I’m married to a Quality Manager, so I get to hear about this every day in the manufacturing world, and I happen to have a degree in Manufacturing Engineering to go with it.  Needless to say, IT doesn’t do documentation that well, especially when it comes to break fix.

  • Customizations:  This is a big one.  I typically recommend implementing a basic versioning system for your custom MPs and using the built in description field to record the version number, what changed, who changed it, and why.  It doesn’t need a committee or special change management, but it can be very useful in keeping a running history of what was done in the environment.  As a bonus, when the SCOM owner leaves, his or her replacement will be able to pick up the changes much easier.  What often happens, however, when there’s little documentation is that the new administrator is often very tempted to simply start over. 

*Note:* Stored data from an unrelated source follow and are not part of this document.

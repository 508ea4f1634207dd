//! Persistence of generated learning sets.
//!
//! The four rows of a learning session are written one after another. If a
//! write fails, the rows already written are deleted again in reverse order,
//! so callers see either a complete session or nothing.

use std::sync::Arc;

use heritagepal_store::{
    NewEducationalContent, NewFlashcardSet, NewLearningSession, NewQuiz, Store, StoreError,
};
use serde::Serialize;
use tracing::{info, warn};

use crate::error::{Artifact, HeritageError, Result};
use crate::learning::LearningSet;

/// Identifiers of a persisted learning session.
#[derive(Debug, Clone, PartialEq, Eq, Serialize)]
pub struct SavedLearningSession {
    /// The `user_learning_sessions` row.
    pub session_id: String,
    /// The summary row.
    pub content_id: String,
    /// The quiz row.
    pub quiz_id: String,
    /// The flashcard deck row.
    pub flashcard_set_id: String,
}

/// A row written during a save, kept for compensation.
#[derive(Debug)]
enum Written {
    Content(String),
    Quiz(String),
    FlashcardSet(String),
}

/// Writes learning sets to the store.
#[derive(Clone)]
pub struct PersistenceCoordinator {
    store: Arc<dyn Store>,
}

impl std::fmt::Debug for PersistenceCoordinator {
    fn fmt(&self, f: &mut std::fmt::Formatter<'_>) -> std::fmt::Result {
        f.debug_struct("PersistenceCoordinator").finish_non_exhaustive()
    }
}

impl PersistenceCoordinator {
    /// Creates a coordinator writing to `store`.
    #[must_use]
    pub fn new(store: Arc<dyn Store>) -> Self {
        Self { store }
    }

    /// Saves `set` for `user_id` and links it with a learning session.
    ///
    /// # Errors
    ///
    /// Returns `HeritageError::PersistFailed` naming the artifact whose insert
    /// failed, after deleting the rows written before it.
    pub async fn save(
        &self,
        set: &LearningSet,
        user_id: &str,
        topic_id: &str,
        grade: u8,
    ) -> Result<SavedLearningSession> {
        let mut written = Vec::with_capacity(3);
        match self.write_all(set, user_id, topic_id, grade, &mut written).await {
            Ok(saved) => {
                info!(
                    session_id = %saved.session_id,
                    user_id,
                    topic_id,
                    grade,
                    "Saved learning session"
                );
                Ok(saved)
            }
            Err((artifact, source)) => {
                warn!(%artifact, error = %source, "Learning session insert failed, compensating");
                self.compensate(written).await;
                Err(HeritageError::persist_failed(artifact, source))
            }
        }
    }

    async fn write_all(
        &self,
        set: &LearningSet,
        user_id: &str,
        topic_id: &str,
        grade: u8,
        written: &mut Vec<Written>,
    ) -> std::result::Result<SavedLearningSession, (Artifact, StoreError)> {
        let summary = &set.educational_content;
        let content = self
            .store
            .insert_content(NewEducationalContent {
                title: summary.title.clone(),
                description: Some(summary.description.clone()),
                topic_id: Some(topic_id.to_string()),
                grade: Some(grade),
                source: Some(summary.source.clone()),
                raw_content: Some(summary.raw_content.clone()),
                processed_content: Some(summary.processed_content.clone()),
                user_id: Some(user_id.to_string()),
                is_ai_generated: true,
            })
            .await
            .map_err(|e| (Artifact::EducationalContent, e))?;
        written.push(Written::Content(content.id.clone()));

        let questions = serde_json::to_string(&set.quiz.questions)
            .map_err(|e| (Artifact::Quiz, StoreError::Decode(e.to_string())))?;
        let quiz = self
            .store
            .insert_quiz(NewQuiz {
                title: set.quiz.title.clone(),
                description: Some(set.quiz.description.clone()),
                topic_id: Some(topic_id.to_string()),
                grade: Some(grade),
                difficulty: Some(set.quiz.difficulty.to_string()),
                questions,
                user_id: Some(user_id.to_string()),
                is_ai_generated: true,
            })
            .await
            .map_err(|e| (Artifact::Quiz, e))?;
        written.push(Written::Quiz(quiz.id.clone()));

        let flashcards = serde_json::to_value(&set.flashcard_set.flashcards)
            .map_err(|e| (Artifact::FlashcardSet, StoreError::Decode(e.to_string())))?;
        let deck = self
            .store
            .insert_flashcard_set(NewFlashcardSet {
                title: set.flashcard_set.title.clone(),
                description: Some(set.flashcard_set.description.clone()),
                topic_id: Some(topic_id.to_string()),
                grade: Some(grade),
                user_id: Some(user_id.to_string()),
                is_ai_generated: true,
                flashcards,
            })
            .await
            .map_err(|e| (Artifact::FlashcardSet, e))?;
        written.push(Written::FlashcardSet(deck.id.clone()));

        let session = self
            .store
            .insert_learning_session(NewLearningSession {
                user_id: user_id.to_string(),
                topic_id: topic_id.to_string(),
                grade,
                content_id: content.id.clone(),
                quiz_id: quiz.id.clone(),
                flashcard_set_id: deck.id.clone(),
            })
            .await
            .map_err(|e| (Artifact::LearningSession, e))?;

        Ok(SavedLearningSession {
            session_id: session.id,
            content_id: content.id,
            quiz_id: quiz.id,
            flashcard_set_id: deck.id,
        })
    }

    /// Deletes written rows, newest first. Failures are logged only.
    async fn compensate(&self, written: Vec<Written>) {
        for row in written.into_iter().rev() {
            let (artifact, id, result) = match &row {
                Written::FlashcardSet(id) => (
                    Artifact::FlashcardSet,
                    id,
                    self.store.delete_flashcard_set(id).await,
                ),
                Written::Quiz(id) => (Artifact::Quiz, id, self.store.delete_quiz(id).await),
                Written::Content(id) => (
                    Artifact::EducationalContent,
                    id,
                    self.store.delete_content(id).await,
                ),
            };
            match result {
                Ok(_) => info!(%artifact, id = %id, "Removed orphaned row"),
                Err(e) => warn!(%artifact, id = %id, error = %e, "Failed to remove orphaned row"),
            }
        }
    }
}
//! `/api/users` endpoints. All require a bearer token.

use std::sync::Arc;

use axum::{
    extract::{Path, State},
    http::StatusCode,
    routing::{delete, get, post},
    Json, Router,
};
use heritagepal_store::{Grade, LearningHistoryEntry, UserProfile};
use serde::Serialize;
use serde_json::{json, Value};
use tracing::{info, warn};

use super::{non_empty, require_grade, ApiError, AppState};
use crate::auth::{AuthUser, BearerToken};

pub(super) fn routes() -> Router<Arc<AppState>> {
    Router::new()
        .route("/profile", get(handle_profile))
        .route("/learning-session", post(handle_learning_session))
        .route("/learning-history", get(handle_learning_history))
        .route("/learning-sessions", get(handle_learning_history))
        .route(
            "/:id/grades",
            get(handle_user_grades).post(handle_assign_user_grade),
        )
        .route("/:id/grades/:grade_id", delete(handle_remove_user_grade))
}

/// Ids of a persisted learning session.
#[derive(Debug, Serialize)]
struct LearningSessionCreated {
    session_id: String,
    content_id: String,
    quiz_id: String,
    flashcard_set_id: String,
    topic: String,
    grade: u8,
}

/// Handler for `GET /api/users/profile`.
async fn handle_profile(AuthUser(user): AuthUser) -> Json<UserProfile> {
    Json(user)
}

/// Handler for `POST /api/users/learning-session`.
///
/// The body is validated before the token is resolved, so invalid input
/// never reaches the store or the generation service.
async fn handle_learning_session(
    State(state): State<Arc<AppState>>,
    token: BearerToken,
    Json(body): Json<Value>,
) -> Result<(StatusCode, Json<LearningSessionCreated>), ApiError> {
    let Some(topic_id) = non_empty(body.get("topic_id")) else {
        return Err(ApiError::bad_request("Topic ID is required"));
    };
    let grade = require_grade(body.get("grade"))?;

    let user = token.resolve(&state).await?;
    let topic = state
        .store
        .get_topic(topic_id)
        .await?
        .ok_or_else(|| ApiError::not_found("Topic not found"))?;

    info!(user_id = %user.id, topic_id = %topic.id, grade, "Creating learning session");
    let set = state.learning_sets().generate(&topic, grade).await?;
    let saved = state
        .persistence()
        .save(&set, &user.id, &topic.id, grade)
        .await?;

    Ok((
        StatusCode::CREATED,
        Json(LearningSessionCreated {
            session_id: saved.session_id,
            content_id: saved.content_id,
            quiz_id: saved.quiz_id,
            flashcard_set_id: saved.flashcard_set_id,
            topic: topic.title,
            grade,
        }),
    ))
}

/// Handler for `GET /api/users/learning-history`: the caller's sessions, newest first.
async fn handle_learning_history(
    State(state): State<Arc<AppState>>,
    AuthUser(user): AuthUser,
) -> Result<Json<Vec<LearningHistoryEntry>>, ApiError> {
    Ok(Json(state.store.learning_history(&user.id).await?))
}

// ============================================================================
// Chosen grades
// ============================================================================

/// Only the user themselves or an admin may read or change a user's grades.
fn require_self_or_admin(caller: &UserProfile, user_id: &str) -> Result<(), ApiError> {
    if caller.id == user_id || caller.is_admin() {
        return Ok(());
    }
    warn!(caller_id = %caller.id, user_id, "Refused access to another user's grades");
    Err(ApiError::Forbidden("Not authorized to manage grades for this user".to_string()))
}

/// Handler for `GET /api/users/:id/grades`: the user's chosen grades by level.
async fn handle_user_grades(
    State(state): State<Arc<AppState>>,
    AuthUser(caller): AuthUser,
    Path(user_id): Path<String>,
) -> Result<Json<Vec<Grade>>, ApiError> {
    require_self_or_admin(&caller, &user_id)?;
    Ok(Json(state.store.list_user_grades(&user_id).await?))
}

/// Handler for `POST /api/users/:id/grades`.
///
/// Choosing a grade twice is not an error; the second call answers 200.
async fn handle_assign_user_grade(
    State(state): State<Arc<AppState>>,
    AuthUser(caller): AuthUser,
    Path(user_id): Path<String>,
    Json(body): Json<Value>,
) -> Result<(StatusCode, Json<Value>), ApiError> {
    let Some(grade_id) = non_empty(body.get("grade_id")) else {
        return Err(ApiError::bad_request("Invalid data: Grade ID is required"));
    };
    require_self_or_admin(&caller, &user_id)?;

    if state.store.get_grade(grade_id).await?.is_none() {
        return Err(ApiError::not_found("Grade not found"));
    }
    let chosen = state.store.list_user_grades(&user_id).await?;
    if chosen.iter().any(|g| g.id == grade_id) {
        return Ok((
            StatusCode::OK,
            Json(json!({ "message": "User is already assigned to this grade" })),
        ));
    }

    let assignment = state.store.assign_user_grade(&user_id, grade_id).await?;
    info!(user_id = %user_id, grade_id, "Assigned grade to user");
    Ok((
        StatusCode::CREATED,
        Json(json!({
            "message": "Grade assigned successfully",
            "assignment": assignment,
        })),
    ))
}

/// Handler for `DELETE /api/users/:id/grades/:grade_id`.
async fn handle_remove_user_grade(
    State(state): State<Arc<AppState>>,
    AuthUser(caller): AuthUser,
    Path((user_id, grade_id)): Path<(String, String)>,
) -> Result<Json<Value>, ApiError> {
    require_self_or_admin(&caller, &user_id)?;
    if !state.store.remove_user_grade(&user_id, &grade_id).await? {
        return Err(ApiError::not_found("User is not assigned to this grade"));
    }
    info!(user_id = %user_id, grade_id = %grade_id, "Removed grade from user");
    Ok(Json(json!({ "message": "Grade removed successfully" })))
}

  • Health Check:  Microsoft offers an excellent service for many of their products known as a health check. You may want to consider doing something like this within the first few months of rolling out SCOM. A health check will determine if there are any performance bottlenecks in your environment as well as identify potential issues that you may need to address.  It will help you see where your best practices might be falling a bit short and allow you to maximize your use of the tool.  It’s not a requirement by any means, but it will provide you a very nice picture of your environment as well as a direction in terms of what needs to be addressed going forward.  (Shameless self promotion, but if by chance someone reads this and decides to purchase one, please be so kind as to let their account manager know that you read it here.  Those types of things look great on reviews).